EXERCISE DIRECTIONS >> Whenever a line in the material below contains "Send", copy that line.

DATA RECORDS >>
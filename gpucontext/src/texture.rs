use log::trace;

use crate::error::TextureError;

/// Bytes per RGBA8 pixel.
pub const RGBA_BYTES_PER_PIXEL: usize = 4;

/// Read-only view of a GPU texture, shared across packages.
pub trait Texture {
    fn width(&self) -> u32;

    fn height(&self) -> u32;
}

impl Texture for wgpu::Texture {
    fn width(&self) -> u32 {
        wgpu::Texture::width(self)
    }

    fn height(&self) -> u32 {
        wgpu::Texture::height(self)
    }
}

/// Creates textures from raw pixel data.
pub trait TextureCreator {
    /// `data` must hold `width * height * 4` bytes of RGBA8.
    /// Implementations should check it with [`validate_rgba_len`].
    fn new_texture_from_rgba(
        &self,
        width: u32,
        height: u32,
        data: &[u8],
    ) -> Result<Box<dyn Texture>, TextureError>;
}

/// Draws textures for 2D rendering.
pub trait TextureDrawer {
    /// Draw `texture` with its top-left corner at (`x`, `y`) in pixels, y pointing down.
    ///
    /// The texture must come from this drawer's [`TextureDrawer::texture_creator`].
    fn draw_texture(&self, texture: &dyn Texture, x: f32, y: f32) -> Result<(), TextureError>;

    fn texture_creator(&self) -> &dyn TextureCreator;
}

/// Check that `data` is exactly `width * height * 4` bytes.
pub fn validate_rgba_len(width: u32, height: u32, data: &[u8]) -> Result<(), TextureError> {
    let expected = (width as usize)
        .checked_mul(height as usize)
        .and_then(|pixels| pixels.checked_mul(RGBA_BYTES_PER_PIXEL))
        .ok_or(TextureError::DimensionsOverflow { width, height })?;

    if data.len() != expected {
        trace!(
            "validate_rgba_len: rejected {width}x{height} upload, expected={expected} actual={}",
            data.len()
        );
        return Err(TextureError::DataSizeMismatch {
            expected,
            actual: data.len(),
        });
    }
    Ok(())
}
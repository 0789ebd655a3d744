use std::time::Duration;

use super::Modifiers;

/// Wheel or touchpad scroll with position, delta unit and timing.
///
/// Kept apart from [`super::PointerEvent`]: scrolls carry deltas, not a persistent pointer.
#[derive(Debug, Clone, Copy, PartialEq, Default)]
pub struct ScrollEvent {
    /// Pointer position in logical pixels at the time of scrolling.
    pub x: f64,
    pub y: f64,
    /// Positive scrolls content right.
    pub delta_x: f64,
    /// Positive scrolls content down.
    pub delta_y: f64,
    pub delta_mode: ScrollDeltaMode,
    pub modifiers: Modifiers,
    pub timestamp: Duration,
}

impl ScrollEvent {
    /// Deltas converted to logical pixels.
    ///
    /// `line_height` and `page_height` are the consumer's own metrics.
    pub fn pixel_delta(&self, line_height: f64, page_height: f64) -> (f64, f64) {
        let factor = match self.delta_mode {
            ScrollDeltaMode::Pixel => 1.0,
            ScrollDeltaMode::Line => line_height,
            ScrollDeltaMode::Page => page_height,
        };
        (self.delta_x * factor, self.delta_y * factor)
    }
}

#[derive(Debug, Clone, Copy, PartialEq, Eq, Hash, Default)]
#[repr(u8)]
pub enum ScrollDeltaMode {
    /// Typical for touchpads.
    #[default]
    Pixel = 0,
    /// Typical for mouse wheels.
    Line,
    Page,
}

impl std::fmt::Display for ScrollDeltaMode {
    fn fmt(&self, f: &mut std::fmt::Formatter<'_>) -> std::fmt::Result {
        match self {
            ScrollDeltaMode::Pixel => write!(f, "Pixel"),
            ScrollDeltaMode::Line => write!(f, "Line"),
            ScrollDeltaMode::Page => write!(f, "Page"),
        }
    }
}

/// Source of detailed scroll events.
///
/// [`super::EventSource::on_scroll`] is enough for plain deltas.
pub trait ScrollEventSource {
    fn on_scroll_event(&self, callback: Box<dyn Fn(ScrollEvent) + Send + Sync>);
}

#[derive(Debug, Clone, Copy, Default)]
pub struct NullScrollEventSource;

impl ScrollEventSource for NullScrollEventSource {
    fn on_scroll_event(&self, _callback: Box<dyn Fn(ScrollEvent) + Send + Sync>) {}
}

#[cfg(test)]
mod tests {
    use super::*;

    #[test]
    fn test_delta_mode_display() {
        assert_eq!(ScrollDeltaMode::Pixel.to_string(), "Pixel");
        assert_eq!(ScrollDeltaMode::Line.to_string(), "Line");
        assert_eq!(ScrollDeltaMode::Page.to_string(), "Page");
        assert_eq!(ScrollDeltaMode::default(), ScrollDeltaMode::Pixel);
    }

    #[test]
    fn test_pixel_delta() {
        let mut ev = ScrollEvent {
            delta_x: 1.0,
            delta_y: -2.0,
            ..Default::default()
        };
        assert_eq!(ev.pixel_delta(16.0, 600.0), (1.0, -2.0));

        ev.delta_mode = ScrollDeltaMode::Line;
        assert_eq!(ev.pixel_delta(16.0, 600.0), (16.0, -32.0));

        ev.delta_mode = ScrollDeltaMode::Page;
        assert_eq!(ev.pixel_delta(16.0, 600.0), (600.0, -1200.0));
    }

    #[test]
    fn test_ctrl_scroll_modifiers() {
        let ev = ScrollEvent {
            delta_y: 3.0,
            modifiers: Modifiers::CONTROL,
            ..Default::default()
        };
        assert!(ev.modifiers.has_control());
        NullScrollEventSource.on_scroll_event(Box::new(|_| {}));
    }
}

---

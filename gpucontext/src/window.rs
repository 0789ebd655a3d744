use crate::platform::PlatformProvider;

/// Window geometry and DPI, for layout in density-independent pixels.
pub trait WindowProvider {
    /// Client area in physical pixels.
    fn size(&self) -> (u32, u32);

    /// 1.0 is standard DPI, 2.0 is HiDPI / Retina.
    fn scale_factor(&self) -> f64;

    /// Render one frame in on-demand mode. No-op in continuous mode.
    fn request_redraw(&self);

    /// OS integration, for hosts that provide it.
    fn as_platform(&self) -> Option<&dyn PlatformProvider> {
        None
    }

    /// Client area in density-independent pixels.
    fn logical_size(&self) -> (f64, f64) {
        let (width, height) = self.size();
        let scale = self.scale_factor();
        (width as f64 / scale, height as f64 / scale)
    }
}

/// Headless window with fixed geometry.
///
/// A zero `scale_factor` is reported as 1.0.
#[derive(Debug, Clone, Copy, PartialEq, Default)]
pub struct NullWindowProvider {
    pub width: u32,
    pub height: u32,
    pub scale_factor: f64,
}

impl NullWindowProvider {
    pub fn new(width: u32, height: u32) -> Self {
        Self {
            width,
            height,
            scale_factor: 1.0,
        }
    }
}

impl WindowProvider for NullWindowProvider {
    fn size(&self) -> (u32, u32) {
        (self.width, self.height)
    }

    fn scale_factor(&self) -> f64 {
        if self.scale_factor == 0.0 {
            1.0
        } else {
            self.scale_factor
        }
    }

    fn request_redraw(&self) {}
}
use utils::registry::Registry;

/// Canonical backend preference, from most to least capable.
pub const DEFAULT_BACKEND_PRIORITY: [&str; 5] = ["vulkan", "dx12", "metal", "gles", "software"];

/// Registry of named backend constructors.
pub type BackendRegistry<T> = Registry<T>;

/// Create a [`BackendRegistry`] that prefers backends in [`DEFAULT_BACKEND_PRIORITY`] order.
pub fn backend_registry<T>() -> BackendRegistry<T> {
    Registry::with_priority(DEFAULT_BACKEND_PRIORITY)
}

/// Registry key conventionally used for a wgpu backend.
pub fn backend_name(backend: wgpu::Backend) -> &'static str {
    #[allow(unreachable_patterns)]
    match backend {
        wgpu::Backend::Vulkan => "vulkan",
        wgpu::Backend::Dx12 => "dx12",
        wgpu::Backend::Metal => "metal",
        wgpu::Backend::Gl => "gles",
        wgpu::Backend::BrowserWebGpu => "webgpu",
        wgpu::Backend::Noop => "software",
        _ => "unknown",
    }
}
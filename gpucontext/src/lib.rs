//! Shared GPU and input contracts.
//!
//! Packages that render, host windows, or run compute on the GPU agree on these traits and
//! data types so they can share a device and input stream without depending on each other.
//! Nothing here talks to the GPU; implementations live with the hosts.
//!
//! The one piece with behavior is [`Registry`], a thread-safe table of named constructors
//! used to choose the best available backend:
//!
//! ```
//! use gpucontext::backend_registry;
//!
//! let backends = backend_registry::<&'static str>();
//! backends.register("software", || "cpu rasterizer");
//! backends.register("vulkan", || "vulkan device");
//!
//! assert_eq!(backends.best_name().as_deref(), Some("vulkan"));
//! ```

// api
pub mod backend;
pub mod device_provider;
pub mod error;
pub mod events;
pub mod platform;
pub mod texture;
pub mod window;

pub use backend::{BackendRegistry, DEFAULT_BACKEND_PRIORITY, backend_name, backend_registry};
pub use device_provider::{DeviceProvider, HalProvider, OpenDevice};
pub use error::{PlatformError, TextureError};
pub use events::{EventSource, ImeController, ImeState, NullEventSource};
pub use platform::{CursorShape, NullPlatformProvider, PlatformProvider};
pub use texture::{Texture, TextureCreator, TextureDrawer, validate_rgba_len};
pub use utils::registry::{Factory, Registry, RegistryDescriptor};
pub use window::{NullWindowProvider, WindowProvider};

COMPLETED EXERCISE >>
    fn on_scroll_event(&self, callback: Box<dyn Fn(ScrollEvent) + Send + Sync>);
    fn on_scroll_event(&self, _callback: Box<dyn Fn(ScrollEvent) + Send + Sync>) {}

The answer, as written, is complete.